-- Task inputs follows --

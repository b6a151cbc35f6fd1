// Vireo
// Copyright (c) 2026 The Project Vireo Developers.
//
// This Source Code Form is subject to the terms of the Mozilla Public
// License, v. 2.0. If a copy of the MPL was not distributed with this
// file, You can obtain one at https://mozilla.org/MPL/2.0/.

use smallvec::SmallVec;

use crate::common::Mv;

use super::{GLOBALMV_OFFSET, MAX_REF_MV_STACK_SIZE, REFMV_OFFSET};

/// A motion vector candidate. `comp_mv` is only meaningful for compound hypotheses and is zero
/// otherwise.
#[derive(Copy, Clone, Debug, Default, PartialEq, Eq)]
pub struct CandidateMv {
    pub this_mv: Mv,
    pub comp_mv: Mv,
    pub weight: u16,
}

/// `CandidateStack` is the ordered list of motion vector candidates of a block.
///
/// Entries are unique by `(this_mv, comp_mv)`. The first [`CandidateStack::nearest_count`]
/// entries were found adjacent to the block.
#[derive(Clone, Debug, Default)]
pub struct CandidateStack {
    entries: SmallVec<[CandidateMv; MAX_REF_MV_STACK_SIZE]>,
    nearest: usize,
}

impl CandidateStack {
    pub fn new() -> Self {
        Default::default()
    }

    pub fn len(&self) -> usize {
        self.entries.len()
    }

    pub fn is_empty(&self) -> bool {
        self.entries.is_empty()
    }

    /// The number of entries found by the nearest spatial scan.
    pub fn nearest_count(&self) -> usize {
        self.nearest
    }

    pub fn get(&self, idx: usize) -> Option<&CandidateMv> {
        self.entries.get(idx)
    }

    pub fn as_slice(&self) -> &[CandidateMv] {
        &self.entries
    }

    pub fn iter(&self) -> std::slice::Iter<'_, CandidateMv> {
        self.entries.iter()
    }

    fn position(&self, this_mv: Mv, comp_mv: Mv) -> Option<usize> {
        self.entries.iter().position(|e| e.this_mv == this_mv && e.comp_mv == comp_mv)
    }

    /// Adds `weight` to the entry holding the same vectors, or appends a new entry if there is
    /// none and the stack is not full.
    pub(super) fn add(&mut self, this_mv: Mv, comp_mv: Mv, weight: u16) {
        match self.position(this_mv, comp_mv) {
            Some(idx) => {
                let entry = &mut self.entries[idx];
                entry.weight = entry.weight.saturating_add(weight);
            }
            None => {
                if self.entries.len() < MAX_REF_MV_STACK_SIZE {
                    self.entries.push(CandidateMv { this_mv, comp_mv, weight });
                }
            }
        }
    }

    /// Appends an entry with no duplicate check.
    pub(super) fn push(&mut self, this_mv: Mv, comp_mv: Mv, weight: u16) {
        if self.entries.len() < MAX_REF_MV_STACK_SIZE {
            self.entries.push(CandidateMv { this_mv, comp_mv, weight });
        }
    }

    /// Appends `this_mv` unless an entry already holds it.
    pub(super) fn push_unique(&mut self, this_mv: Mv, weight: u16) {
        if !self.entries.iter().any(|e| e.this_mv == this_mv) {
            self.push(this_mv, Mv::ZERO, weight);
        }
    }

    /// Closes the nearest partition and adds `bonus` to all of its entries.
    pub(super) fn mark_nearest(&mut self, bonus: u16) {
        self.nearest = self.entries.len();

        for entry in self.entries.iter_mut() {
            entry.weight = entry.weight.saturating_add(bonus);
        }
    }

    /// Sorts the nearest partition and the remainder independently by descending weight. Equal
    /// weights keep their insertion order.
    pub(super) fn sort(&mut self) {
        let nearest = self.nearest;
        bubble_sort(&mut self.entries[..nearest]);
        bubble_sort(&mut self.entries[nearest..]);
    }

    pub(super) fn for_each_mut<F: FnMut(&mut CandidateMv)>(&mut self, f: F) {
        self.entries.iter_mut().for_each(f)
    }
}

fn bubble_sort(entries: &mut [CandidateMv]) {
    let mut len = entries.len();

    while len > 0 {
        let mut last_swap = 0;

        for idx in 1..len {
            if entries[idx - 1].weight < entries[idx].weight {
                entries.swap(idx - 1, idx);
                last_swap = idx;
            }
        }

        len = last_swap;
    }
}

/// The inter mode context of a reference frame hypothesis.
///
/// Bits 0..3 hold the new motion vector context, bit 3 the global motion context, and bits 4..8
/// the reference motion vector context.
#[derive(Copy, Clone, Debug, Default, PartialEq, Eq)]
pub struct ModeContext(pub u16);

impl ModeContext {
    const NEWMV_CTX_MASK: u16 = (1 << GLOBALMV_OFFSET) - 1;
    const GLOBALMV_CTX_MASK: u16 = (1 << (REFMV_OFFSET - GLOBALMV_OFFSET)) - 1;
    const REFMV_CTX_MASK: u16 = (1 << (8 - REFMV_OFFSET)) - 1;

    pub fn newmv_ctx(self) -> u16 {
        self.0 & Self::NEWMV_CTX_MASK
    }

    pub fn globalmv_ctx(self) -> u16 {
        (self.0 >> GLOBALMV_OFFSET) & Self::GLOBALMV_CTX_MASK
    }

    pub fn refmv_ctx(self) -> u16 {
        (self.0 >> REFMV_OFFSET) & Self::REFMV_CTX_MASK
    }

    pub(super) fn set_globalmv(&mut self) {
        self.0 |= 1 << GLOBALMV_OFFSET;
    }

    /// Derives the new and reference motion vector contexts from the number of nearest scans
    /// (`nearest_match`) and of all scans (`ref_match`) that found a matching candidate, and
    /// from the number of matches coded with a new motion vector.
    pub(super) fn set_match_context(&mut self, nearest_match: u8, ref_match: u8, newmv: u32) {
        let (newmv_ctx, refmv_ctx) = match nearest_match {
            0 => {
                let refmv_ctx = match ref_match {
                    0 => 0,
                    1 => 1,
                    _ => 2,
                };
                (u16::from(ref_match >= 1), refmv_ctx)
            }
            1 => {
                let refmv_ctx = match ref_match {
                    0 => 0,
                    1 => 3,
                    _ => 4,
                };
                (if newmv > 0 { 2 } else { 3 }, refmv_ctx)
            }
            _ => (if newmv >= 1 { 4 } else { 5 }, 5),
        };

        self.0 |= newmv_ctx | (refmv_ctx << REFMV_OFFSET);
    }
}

-- Task inputs concluded --

Within the entries, find all lines holding "CandidateStack" and copy each one.

/// `CandidateStack` is the ordered list of motion vector candidates of a block.
/// Entries are unique by `(this_mv, comp_mv)`. The first [`CandidateStack::nearest_count`]
pub struct CandidateStack {
impl CandidateStack {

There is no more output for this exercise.